▶ Work order: Your task is to copy each line of the listing that contains the word "PeriodParse".

+ + +

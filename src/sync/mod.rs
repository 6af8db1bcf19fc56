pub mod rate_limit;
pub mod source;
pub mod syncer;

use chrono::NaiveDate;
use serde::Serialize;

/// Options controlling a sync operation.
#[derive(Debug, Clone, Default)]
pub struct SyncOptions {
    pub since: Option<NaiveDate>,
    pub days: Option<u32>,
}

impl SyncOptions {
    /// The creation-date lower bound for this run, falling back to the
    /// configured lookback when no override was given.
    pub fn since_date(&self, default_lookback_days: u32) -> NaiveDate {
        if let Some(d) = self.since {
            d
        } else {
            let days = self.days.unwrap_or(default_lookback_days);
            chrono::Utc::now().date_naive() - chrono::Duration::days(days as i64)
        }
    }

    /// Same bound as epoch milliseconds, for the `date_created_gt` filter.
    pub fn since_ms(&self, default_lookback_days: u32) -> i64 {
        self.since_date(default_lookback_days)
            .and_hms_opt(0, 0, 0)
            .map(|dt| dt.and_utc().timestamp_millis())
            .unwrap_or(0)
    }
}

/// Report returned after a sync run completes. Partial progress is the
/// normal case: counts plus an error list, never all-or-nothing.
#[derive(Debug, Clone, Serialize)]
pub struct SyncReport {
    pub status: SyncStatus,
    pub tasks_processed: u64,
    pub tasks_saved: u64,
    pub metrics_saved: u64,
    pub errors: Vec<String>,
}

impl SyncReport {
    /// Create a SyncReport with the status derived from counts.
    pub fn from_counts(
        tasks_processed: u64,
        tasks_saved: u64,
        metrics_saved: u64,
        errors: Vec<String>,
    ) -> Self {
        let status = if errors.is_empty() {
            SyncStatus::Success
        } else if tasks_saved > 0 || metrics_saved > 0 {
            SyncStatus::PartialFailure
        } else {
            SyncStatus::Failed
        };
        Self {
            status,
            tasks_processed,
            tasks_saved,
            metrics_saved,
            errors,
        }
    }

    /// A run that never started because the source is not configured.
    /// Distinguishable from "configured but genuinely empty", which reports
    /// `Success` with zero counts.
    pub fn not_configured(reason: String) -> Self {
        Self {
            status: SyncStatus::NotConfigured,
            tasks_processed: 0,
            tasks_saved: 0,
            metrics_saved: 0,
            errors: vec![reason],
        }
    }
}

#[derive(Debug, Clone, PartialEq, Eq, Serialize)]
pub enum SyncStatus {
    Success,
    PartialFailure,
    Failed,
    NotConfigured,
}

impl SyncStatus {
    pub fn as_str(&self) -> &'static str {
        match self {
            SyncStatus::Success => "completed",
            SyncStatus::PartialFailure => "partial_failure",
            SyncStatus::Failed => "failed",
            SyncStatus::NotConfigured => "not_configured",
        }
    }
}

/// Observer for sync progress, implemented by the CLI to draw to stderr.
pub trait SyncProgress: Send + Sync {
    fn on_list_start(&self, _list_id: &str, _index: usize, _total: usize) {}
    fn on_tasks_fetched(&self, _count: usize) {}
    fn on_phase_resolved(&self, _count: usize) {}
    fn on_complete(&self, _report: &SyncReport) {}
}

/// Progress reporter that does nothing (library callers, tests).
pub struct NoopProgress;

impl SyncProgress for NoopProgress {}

+ + +

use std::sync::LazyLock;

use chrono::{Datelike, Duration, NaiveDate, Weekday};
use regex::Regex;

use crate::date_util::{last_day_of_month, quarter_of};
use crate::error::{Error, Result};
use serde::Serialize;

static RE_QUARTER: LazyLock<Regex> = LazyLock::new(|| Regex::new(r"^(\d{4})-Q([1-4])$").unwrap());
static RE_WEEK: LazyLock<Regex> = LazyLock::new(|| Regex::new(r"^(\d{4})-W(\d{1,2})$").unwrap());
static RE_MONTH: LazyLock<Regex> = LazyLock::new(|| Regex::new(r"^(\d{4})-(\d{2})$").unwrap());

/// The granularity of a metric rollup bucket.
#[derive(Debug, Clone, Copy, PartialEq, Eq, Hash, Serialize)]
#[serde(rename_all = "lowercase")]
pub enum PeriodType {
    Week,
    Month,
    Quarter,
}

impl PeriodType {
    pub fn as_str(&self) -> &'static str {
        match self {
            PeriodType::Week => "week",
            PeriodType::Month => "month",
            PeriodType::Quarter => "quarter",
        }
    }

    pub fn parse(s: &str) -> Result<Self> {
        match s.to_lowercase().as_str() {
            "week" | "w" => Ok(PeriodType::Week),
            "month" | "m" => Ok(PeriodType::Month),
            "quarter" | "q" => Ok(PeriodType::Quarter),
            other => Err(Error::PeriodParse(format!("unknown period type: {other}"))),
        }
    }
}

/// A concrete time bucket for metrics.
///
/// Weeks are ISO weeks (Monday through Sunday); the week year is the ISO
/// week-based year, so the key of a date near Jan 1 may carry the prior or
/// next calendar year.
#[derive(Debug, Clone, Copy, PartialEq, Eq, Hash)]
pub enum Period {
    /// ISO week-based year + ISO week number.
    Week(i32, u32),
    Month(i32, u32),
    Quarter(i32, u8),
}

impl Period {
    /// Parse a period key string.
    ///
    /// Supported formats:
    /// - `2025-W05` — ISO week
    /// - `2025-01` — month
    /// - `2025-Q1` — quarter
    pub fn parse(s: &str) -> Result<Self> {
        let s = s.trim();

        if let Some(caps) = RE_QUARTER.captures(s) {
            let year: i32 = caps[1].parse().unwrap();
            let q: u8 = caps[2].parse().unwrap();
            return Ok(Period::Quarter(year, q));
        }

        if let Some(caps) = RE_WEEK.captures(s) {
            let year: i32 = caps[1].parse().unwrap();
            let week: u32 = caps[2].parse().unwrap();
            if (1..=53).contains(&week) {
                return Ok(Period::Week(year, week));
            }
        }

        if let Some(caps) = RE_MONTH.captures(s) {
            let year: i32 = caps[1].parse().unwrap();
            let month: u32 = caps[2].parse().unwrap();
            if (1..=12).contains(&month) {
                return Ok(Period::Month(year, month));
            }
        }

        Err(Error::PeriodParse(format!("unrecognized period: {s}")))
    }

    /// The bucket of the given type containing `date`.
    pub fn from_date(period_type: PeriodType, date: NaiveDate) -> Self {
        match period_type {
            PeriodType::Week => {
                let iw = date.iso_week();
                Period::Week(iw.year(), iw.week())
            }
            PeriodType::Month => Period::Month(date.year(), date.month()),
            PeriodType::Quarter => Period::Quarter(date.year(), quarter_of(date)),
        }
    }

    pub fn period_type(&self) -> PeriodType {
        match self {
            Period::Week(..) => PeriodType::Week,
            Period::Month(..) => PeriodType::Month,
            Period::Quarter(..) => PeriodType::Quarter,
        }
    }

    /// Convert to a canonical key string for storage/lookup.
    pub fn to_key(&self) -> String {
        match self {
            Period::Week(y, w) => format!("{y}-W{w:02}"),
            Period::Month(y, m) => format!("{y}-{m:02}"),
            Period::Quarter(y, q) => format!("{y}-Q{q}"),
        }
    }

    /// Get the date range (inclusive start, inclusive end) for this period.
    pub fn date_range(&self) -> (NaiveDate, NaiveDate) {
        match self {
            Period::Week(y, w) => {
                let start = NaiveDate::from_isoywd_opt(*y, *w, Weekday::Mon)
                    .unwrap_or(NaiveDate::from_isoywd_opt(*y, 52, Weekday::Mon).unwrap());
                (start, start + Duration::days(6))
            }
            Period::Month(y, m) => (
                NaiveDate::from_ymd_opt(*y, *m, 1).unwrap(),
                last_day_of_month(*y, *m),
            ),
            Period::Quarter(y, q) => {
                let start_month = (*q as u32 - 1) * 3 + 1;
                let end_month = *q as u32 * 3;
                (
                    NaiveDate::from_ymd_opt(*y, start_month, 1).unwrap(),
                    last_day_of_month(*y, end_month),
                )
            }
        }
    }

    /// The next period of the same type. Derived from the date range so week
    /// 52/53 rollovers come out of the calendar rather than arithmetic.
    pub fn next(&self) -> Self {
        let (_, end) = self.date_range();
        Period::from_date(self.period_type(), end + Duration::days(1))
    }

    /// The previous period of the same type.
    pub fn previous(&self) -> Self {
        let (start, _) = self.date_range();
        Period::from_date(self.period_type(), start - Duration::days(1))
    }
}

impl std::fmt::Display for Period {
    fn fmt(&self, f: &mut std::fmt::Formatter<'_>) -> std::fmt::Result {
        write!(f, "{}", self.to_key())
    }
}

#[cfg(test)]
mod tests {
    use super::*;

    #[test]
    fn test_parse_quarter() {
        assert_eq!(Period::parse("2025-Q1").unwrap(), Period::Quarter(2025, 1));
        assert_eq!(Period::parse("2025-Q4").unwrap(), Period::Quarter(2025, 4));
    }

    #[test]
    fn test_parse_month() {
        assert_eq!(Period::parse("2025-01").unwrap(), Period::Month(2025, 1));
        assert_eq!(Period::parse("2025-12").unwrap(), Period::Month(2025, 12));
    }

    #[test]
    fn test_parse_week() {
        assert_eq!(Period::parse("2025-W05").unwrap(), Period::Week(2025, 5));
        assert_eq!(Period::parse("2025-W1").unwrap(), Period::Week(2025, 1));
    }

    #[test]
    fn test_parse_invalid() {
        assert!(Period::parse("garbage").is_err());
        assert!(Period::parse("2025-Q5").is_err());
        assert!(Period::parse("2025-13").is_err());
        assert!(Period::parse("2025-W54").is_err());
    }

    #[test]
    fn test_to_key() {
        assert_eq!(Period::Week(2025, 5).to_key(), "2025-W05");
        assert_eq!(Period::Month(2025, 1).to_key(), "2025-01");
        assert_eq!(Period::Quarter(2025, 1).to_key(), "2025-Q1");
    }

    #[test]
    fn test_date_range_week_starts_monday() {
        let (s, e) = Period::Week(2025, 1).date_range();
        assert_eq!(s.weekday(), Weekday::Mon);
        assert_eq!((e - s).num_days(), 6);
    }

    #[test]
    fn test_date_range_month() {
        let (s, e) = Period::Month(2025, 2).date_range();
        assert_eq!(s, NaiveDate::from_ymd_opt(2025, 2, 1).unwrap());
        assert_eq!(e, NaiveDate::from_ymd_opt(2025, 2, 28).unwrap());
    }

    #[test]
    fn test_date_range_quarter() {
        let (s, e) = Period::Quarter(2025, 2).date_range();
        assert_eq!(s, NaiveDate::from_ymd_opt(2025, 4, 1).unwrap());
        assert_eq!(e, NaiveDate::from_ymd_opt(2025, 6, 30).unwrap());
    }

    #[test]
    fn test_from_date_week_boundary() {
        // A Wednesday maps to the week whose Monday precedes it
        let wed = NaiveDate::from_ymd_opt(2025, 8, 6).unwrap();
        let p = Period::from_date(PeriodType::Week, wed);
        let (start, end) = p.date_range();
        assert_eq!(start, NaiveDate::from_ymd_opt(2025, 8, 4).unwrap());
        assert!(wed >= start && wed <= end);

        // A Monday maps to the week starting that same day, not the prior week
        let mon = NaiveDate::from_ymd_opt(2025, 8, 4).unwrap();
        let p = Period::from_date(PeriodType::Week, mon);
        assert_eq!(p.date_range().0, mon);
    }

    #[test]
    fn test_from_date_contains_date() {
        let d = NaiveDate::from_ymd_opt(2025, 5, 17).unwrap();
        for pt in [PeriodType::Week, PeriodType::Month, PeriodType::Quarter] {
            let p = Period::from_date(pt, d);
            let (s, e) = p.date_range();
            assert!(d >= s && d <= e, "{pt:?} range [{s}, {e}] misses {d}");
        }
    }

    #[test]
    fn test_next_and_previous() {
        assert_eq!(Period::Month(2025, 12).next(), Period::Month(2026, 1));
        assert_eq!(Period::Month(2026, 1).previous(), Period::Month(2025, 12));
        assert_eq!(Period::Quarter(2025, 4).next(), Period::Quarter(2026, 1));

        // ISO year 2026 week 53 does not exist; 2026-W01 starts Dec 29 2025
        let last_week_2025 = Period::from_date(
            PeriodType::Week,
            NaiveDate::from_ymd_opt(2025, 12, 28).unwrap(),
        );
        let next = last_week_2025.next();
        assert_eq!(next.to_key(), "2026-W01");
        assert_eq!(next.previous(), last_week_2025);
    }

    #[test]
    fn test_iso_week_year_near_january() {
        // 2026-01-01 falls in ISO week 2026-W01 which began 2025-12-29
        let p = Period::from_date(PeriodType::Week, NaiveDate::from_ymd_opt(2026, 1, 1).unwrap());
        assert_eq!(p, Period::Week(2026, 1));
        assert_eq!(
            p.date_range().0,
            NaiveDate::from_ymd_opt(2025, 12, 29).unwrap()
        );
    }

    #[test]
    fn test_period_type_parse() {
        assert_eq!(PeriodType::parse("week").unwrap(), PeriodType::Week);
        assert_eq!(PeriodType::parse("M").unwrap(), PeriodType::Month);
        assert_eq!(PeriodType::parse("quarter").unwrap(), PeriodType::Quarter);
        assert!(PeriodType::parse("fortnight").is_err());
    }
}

+ + +

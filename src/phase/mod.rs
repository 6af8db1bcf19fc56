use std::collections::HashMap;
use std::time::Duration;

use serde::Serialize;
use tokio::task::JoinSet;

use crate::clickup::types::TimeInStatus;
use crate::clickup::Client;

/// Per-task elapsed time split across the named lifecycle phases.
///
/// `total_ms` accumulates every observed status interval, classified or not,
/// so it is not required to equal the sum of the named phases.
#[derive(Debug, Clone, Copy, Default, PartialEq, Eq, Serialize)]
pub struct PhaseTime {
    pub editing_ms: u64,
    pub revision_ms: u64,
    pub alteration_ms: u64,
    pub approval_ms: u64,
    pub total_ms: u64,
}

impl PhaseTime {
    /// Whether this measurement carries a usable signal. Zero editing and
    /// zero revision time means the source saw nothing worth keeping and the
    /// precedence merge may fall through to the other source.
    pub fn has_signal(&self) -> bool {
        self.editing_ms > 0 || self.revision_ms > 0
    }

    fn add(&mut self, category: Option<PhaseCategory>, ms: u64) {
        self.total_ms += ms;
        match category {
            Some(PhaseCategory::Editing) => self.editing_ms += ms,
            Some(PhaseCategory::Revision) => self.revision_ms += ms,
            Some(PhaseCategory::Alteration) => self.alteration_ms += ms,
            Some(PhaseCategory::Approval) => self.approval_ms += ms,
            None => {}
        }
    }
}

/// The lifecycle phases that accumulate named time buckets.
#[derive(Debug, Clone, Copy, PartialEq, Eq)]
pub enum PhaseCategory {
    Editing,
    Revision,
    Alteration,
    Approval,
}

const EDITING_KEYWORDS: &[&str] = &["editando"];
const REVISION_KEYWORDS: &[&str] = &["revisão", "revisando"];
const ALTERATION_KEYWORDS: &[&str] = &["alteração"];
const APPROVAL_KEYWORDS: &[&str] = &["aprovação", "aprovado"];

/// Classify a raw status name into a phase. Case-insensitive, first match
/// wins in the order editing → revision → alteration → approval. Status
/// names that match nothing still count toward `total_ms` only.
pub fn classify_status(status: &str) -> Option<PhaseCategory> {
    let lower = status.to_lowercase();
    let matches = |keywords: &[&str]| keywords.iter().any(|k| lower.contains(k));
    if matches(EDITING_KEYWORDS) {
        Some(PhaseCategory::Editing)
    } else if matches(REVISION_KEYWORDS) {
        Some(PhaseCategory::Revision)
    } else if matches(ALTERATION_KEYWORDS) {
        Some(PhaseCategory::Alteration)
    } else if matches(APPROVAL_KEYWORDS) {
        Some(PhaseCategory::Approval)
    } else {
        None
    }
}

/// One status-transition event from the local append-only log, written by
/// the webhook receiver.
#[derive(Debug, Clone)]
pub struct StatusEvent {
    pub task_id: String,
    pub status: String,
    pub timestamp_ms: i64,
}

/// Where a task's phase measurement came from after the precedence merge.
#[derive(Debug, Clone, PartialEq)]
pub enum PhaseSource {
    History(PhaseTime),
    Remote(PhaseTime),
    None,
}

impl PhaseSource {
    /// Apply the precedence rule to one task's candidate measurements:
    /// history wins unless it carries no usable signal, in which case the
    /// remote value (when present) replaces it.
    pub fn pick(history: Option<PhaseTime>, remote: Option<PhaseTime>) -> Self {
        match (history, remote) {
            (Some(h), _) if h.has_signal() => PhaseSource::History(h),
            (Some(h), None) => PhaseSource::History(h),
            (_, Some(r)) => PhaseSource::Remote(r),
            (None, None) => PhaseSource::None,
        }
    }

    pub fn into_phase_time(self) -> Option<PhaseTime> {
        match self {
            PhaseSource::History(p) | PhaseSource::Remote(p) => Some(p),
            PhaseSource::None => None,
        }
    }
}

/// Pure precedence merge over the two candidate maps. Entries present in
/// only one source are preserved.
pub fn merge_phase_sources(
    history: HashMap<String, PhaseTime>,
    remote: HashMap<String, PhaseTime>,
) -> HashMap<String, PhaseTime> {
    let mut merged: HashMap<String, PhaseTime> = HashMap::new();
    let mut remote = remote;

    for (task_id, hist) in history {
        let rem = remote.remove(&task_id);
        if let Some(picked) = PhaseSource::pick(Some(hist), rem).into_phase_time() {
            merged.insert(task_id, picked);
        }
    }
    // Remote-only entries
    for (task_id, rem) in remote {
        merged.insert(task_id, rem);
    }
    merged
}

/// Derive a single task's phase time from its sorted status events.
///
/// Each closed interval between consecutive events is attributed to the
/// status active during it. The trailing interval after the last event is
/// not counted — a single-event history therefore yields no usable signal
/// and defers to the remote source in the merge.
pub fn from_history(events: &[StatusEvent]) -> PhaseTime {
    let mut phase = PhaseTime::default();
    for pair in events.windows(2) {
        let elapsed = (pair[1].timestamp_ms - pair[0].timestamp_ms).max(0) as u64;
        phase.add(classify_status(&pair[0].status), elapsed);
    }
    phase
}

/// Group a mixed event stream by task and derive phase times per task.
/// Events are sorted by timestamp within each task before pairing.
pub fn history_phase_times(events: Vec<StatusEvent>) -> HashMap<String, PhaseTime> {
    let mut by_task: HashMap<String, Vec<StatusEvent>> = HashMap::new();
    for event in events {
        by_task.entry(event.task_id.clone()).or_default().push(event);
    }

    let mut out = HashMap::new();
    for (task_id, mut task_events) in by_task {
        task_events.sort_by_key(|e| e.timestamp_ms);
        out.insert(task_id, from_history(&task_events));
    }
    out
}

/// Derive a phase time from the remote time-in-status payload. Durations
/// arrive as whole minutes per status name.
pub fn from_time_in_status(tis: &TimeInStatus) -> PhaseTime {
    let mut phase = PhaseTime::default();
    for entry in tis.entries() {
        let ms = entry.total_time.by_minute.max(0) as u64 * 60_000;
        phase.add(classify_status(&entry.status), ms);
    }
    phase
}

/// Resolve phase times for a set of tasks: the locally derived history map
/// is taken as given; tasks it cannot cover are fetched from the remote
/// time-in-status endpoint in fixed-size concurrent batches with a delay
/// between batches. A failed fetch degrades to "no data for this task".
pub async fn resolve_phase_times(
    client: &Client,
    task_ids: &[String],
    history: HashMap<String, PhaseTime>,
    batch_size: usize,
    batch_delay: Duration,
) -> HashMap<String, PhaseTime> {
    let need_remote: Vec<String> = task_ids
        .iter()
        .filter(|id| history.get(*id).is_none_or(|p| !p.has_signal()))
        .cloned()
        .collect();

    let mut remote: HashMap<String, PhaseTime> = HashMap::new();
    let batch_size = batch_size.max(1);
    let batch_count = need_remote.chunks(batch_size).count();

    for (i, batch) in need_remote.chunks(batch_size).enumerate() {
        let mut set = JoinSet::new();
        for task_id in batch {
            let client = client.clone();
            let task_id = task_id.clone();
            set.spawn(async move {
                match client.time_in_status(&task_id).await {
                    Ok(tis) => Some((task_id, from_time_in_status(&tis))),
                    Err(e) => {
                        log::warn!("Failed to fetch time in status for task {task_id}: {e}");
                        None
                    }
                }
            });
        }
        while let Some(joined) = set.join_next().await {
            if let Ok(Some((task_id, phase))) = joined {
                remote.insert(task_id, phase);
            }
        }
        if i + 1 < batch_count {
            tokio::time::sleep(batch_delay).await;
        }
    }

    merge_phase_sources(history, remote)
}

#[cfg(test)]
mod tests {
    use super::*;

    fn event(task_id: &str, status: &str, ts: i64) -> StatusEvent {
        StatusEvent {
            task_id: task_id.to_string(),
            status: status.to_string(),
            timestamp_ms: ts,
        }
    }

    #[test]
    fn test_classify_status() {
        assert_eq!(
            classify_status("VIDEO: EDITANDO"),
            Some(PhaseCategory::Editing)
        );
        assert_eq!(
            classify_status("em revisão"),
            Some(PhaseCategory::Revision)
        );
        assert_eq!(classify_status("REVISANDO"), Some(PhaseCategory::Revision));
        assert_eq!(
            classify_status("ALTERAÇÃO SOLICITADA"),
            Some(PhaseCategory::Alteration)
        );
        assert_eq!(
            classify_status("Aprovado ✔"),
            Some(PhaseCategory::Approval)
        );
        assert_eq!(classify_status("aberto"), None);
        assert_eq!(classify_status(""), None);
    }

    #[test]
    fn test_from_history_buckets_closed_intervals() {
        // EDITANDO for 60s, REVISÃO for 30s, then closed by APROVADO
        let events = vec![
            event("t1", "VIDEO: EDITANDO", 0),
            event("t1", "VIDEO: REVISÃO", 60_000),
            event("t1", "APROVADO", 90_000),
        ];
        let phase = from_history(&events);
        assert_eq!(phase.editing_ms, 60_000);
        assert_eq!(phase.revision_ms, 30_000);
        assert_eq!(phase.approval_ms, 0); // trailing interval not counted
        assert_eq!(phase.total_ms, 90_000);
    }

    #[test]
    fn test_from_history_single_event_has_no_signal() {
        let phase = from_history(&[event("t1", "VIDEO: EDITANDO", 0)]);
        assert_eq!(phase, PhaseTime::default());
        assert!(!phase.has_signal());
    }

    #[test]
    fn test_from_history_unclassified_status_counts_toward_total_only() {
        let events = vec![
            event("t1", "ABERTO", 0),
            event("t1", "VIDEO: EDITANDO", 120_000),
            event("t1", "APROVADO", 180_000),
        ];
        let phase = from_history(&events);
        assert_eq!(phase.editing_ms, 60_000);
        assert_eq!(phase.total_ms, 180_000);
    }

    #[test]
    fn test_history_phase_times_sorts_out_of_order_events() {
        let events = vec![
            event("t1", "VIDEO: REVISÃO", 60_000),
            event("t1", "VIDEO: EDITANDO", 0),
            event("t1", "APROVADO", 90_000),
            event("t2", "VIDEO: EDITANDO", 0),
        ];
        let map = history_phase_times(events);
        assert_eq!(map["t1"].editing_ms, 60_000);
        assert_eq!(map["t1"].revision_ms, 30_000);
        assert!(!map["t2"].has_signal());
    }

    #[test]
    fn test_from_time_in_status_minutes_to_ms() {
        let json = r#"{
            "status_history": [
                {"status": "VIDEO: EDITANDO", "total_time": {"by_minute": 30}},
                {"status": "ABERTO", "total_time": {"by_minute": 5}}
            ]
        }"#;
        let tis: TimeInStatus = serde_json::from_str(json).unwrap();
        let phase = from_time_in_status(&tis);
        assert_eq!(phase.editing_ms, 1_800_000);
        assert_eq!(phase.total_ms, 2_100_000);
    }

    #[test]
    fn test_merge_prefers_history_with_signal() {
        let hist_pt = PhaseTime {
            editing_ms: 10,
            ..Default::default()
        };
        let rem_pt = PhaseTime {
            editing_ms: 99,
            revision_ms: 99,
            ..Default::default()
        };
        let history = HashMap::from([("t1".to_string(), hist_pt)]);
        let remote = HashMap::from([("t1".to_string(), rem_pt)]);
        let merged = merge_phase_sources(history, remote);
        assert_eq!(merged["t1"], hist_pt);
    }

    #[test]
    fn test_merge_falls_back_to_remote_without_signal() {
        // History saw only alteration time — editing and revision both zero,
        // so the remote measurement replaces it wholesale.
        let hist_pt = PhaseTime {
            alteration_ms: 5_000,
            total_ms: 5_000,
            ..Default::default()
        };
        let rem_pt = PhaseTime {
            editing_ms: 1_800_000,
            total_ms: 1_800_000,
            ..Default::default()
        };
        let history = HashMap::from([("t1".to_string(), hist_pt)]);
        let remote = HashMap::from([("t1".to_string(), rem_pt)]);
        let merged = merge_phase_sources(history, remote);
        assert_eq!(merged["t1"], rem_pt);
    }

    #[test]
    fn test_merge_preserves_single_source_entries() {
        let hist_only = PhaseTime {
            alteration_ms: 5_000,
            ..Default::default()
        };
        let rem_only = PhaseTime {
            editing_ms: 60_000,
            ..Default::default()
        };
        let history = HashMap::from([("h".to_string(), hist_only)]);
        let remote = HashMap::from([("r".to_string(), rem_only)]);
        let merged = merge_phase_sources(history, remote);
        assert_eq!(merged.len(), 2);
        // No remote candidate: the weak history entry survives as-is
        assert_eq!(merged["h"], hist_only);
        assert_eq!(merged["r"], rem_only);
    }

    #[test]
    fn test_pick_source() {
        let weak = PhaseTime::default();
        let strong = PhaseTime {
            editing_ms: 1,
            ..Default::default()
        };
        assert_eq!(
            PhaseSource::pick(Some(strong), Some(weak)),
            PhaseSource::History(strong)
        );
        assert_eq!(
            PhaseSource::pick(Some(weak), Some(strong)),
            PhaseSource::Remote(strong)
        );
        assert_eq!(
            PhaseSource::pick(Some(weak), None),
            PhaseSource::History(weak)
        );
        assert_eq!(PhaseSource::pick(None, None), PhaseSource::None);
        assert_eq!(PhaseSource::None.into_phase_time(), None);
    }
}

+ + +

▶ Written response:
            other => Err(Error::PeriodParse(format!("unknown period type: {other}"))),
        Err(Error::PeriodParse(format!("unrecognized period: {s}")))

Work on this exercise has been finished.